*TASK DIRECTIONS*: Word for word, transcribe all the entries shown below.

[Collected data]
---------------

// src/config/model.rs

use std::path::PathBuf;

use serde::Deserialize;

use crate::types::SignatureStorageMode;

/// Default bitcoind RPC port used when nothing else is configured.
pub const DEFAULT_BITCOIND_PORT: u16 = 8332;
/// Default bitcoind ZMQ port for the implicit local node.
pub const DEFAULT_BITCOIND_ZMQ_PORT: u16 = 28332;
/// Default `dbcache` (MiB) for the implicit local node.
pub const DEFAULT_BITCOIND_DBCACHE: u32 = 4000;

/// Configuration as read from TOML, before semantic validation.
///
/// ```toml
/// [config]
/// signature_storage_mode = "file"
///
/// [instance.a]
/// host = "203.0.113.10"
/// user = "ubuntu"
/// data_path = "/mnt/data"
///
/// [instance.a.bitcoind]
/// deploy = true
///
/// [instance.a.bitcoind.local]
/// port = 8332
/// user = "rpc"
/// password = "secret"
/// zmq_port = 28332
/// dbcache = 4000
/// ```
///
/// Instances keep the order in which they were declared.
#[derive(Debug, Clone, Default)]
pub struct RawConfigFile {
    /// Global behaviour from `[config]`.
    pub config: ConfigSection,

    /// All instances from `[instance.<name>]`, in declaration order.
    pub instances: Vec<(String, RawInstance)>,
}

/// `[config]` section.
#[derive(Debug, Clone, Deserialize, PartialEq, Eq)]
pub struct ConfigSection {
    /// `"file"` (default) or `"memory"`.
    #[serde(default)]
    pub signature_storage_mode: SignatureStorageMode,

    /// Wall-clock bound for a single task. Restoring a multi-hundred-gigabyte
    /// snapshot is the longest step, hence four hours.
    #[serde(default = "default_task_timeout_secs")]
    pub task_timeout_secs: u64,

    /// Fixed wait after a reboot before the host is probed.
    #[serde(default = "default_settle_delay_secs")]
    pub settle_delay_secs: u64,

    /// How long to keep probing a rebooted host before giving up.
    #[serde(default = "default_reachability_timeout_secs")]
    pub reachability_timeout_secs: u64,

    /// Interval between reachability probes.
    #[serde(default = "default_reachability_poll_secs")]
    pub reachability_poll_secs: u64,
}

fn default_task_timeout_secs() -> u64 {
    4 * 60 * 60
}

fn default_settle_delay_secs() -> u64 {
    60
}

fn default_reachability_timeout_secs() -> u64 {
    600
}

fn default_reachability_poll_secs() -> u64 {
    10
}

impl Default for ConfigSection {
    fn default() -> Self {
        Self {
            signature_storage_mode: SignatureStorageMode::default(),
            task_timeout_secs: default_task_timeout_secs(),
            settle_delay_secs: default_settle_delay_secs(),
            reachability_timeout_secs: default_reachability_timeout_secs(),
            reachability_poll_secs: default_reachability_poll_secs(),
        }
    }
}

/// `[instance.<name>]` section.
#[derive(Debug, Clone, Deserialize, PartialEq, Eq)]
#[serde(deny_unknown_fields)]
pub struct RawInstance {
    pub host: String,
    pub user: String,

    /// Private key for SSH. If `None`, `SSH_PRIVATE_KEY_PATH` is used.
    #[serde(default)]
    pub key_path: Option<PathBuf>,

    /// Working data directory on the remote filesystem.
    pub data_path: String,

    /// Optional dependency-service block. When absent, a local node is
    /// deployed with defaults taken from the environment.
    #[serde(default)]
    pub bitcoind: Option<RawDependencyService>,
}

/// `[instance.<name>.bitcoind]` section.
///
/// `deploy` selects which of `local` / `external` must be present.
#[derive(Debug, Clone, Deserialize, PartialEq, Eq)]
#[serde(deny_unknown_fields)]
pub struct RawDependencyService {
    pub deploy: bool,
    #[serde(default)]
    pub local: Option<LocalDependency>,
    #[serde(default)]
    pub external: Option<ExternalDependency>,
}

/// A bitcoind node run on the instance itself.
#[derive(Debug, Clone, Deserialize, PartialEq, Eq)]
#[serde(deny_unknown_fields)]
pub struct LocalDependency {
    pub port: u16,
    pub user: String,
    pub password: String,
    pub zmq_port: u16,
    /// bitcoind `dbcache` in MiB.
    pub dbcache: u32,
}

/// A bitcoind node reached over the network.
#[derive(Debug, Clone, Deserialize, PartialEq, Eq)]
#[serde(deny_unknown_fields)]
pub struct ExternalDependency {
    pub host: String,
    pub port: u16,
    pub user: String,
    pub password: String,
    pub zmq_port: u16,
}

/// Validated dependency-service selection.
#[derive(Debug, Clone, PartialEq, Eq)]
pub enum DependencyService {
    Local(LocalDependency),
    External(ExternalDependency),
}

impl DependencyService {
    pub fn is_local(&self) -> bool {
        matches!(self, DependencyService::Local(_))
    }
}

/// One managed host, validated. Immutable once constructed.
#[derive(Debug, Clone, PartialEq, Eq)]
pub struct Instance {
    pub name: String,
    pub host: String,
    pub user: String,
    pub key_path: Option<PathBuf>,
    pub data_path: String,
    /// `None` means "deploy locally with environment defaults".
    pub bitcoind: Option<DependencyService>,
}

/// Validated configuration.
///
/// Construct via `FleetConfig::try_from(RawConfigFile)` or
/// [`crate::config::load_and_validate`].
#[derive(Debug, Clone)]
pub struct FleetConfig {
    pub config: ConfigSection,
    pub instances: Vec<Instance>,
}

impl FleetConfig {
    pub(crate) fn new_unchecked(config: ConfigSection, instances: Vec<Instance>) -> Self {
        Self { config, instances }
    }

    pub fn instance(&self, name: &str) -> Option<&Instance> {
        self.instances.iter().find(|i| i.name == name)
    }
}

---------------

*WRITTEN ANSWER*:
// src/config/model.rs

use std::path::PathBuf;

use serde::Deserialize;

use crate::types::SignatureStorageMode;

/// Default bitcoind RPC port used when nothing else is configured.
pub const DEFAULT_BITCOIND_PORT: u16 = 8332;
/// Default bitcoind ZMQ port for the implicit local node.
pub const DEFAULT_BITCOIND_ZMQ_PORT: u16 = 28332;
/// Default `dbcache` (MiB) for the implicit local node.
pub const DEFAULT_BITCOIND_DBCACHE: u32 = 4000;

/// Configuration as read from TOML, before semantic validation.
///
/// ```toml
/// [config]
/// signature_storage_mode = "file"
///
/// [instance.a]
/// host = "203.0.113.10"
/// user = "ubuntu"
/// data_path = "/mnt/data"
///
/// [instance.a.bitcoind]
/// deploy = true
///
/// [instance.a.bitcoind.local]
/// port = 8332
/// user = "rpc"
/// password = "secret"
/// zmq_port = 28332
/// dbcache = 4000
/// ```
///
/// Instances keep the order in which they were declared.
#[derive(Debug, Clone, Default)]
pub struct RawConfigFile {
    /// Global behaviour from `[config]`.
    pub config: ConfigSection,

    /// All instances from `[instance.<name>]`, in declaration order.
    pub instances: Vec<(String, RawInstance)>,
}

/// `[config]` section.
#[derive(Debug, Clone, Deserialize, PartialEq, Eq)]
pub struct ConfigSection {
    /// `"file"` (default) or `"memory"`.
    #[serde(default)]
    pub signature_storage_mode: SignatureStorageMode,

    /// Wall-clock bound for a single task. Restoring a multi-hundred-gigabyte
    /// snapshot is the longest step, hence four hours.
    #[serde(default = "default_task_timeout_secs")]
    pub task_timeout_secs: u64,

    /// Fixed wait after a reboot before the host is probed.
    #[serde(default = "default_settle_delay_secs")]
    pub settle_delay_secs: u64,

    /// How long to keep probing a rebooted host before giving up.
    #[serde(default = "default_reachability_timeout_secs")]
    pub reachability_timeout_secs: u64,

    /// Interval between reachability probes.
    #[serde(default = "default_reachability_poll_secs")]
    pub reachability_poll_secs: u64,
}

fn default_task_timeout_secs() -> u64 {
    4 * 60 * 60
}

fn default_settle_delay_secs() -> u64 {
    60
}

fn default_reachability_timeout_secs() -> u64 {
    600
}

fn default_reachability_poll_secs() -> u64 {
    10
}

impl Default for ConfigSection {
    fn default() -> Self {
        Self {
            signature_storage_mode: SignatureStorageMode::default(),
            task_timeout_secs: default_task_timeout_secs(),
            settle_delay_secs: default_settle_delay_secs(),
            reachability_timeout_secs: default_reachability_timeout_secs(),
            reachability_poll_secs: default_reachability_poll_secs(),
        }
    }
}

/// `[instance.<name>]` section.
#[derive(Debug, Clone, Deserialize, PartialEq, Eq)]
#[serde(deny_unknown_fields)]
pub struct RawInstance {
    pub host: String,
    pub user: String,

    /// Private key for SSH. If `None`, `SSH_PRIVATE_KEY_PATH` is used.
    #[serde(default)]
    pub key_path: Option<PathBuf>,

    /// Working data directory on the remote filesystem.
    pub data_path: String,

    /// Optional dependency-service block. When absent, a local node is
    /// deployed with defaults taken from the environment.
    #[serde(default)]
    pub bitcoind: Option<RawDependencyService>,
}

/// `[instance.<name>.bitcoind]` section.
///
/// `deploy` selects which of `local` / `external` must be present.
#[derive(Debug, Clone, Deserialize, PartialEq, Eq)]
#[serde(deny_unknown_fields)]
pub struct RawDependencyService {
    pub deploy: bool,
    #[serde(default)]
    pub local: Option<LocalDependency>,
    #[serde(default)]
    pub external: Option<ExternalDependency>,
}

/// A bitcoind node run on the instance itself.
#[derive(Debug, Clone, Deserialize, PartialEq, Eq)]
#[serde(deny_unknown_fields)]
pub struct LocalDependency {
    pub port: u16,
    pub user: String,
    pub password: String,
    pub zmq_port: u16,
    /// bitcoind `dbcache` in MiB.
    pub dbcache: u32,
}

/// A bitcoind node reached over the network.
#[derive(Debug, Clone, Deserialize, PartialEq, Eq)]
#[serde(deny_unknown_fields)]
pub struct ExternalDependency {
    pub host: String,
    pub port: u16,
    pub user: String,
    pub password: String,
    pub zmq_port: u16,
}

/// Validated dependency-service selection.
#[derive(Debug, Clone, PartialEq, Eq)]
pub enum DependencyService {
    Local(LocalDependency),
    External(ExternalDependency),
}

impl DependencyService {
    pub fn is_local(&self) -> bool {
        matches!(self, DependencyService::Local(_))
    }
}

/// One managed host, validated. Immutable once constructed.
#[derive(Debug, Clone, PartialEq, Eq)]
pub struct Instance {
    pub name: String,
    pub host: String,
    pub user: String,
    pub key_path: Option<PathBuf>,
    pub data_path: String,
    /// `None` means "deploy locally with environment defaults".
    pub bitcoind: Option<DependencyService>,
}

/// Validated configuration.
///
/// Construct via `FleetConfig::try_from(RawConfigFile)` or
/// [`crate::config::load_and_validate`].
#[derive(Debug, Clone)]
pub struct FleetConfig {
    pub config: ConfigSection,
    pub instances: Vec<Instance>,
}

impl FleetConfig {
    pub(crate) fn new_unchecked(config: ConfigSection, instances: Vec<Instance>) -> Self {
        Self { config, instances }
    }

    pub fn instance(&self, name: &str) -> Option<&Instance> {
        self.instances.iter().find(|i| i.name == name)
    }
}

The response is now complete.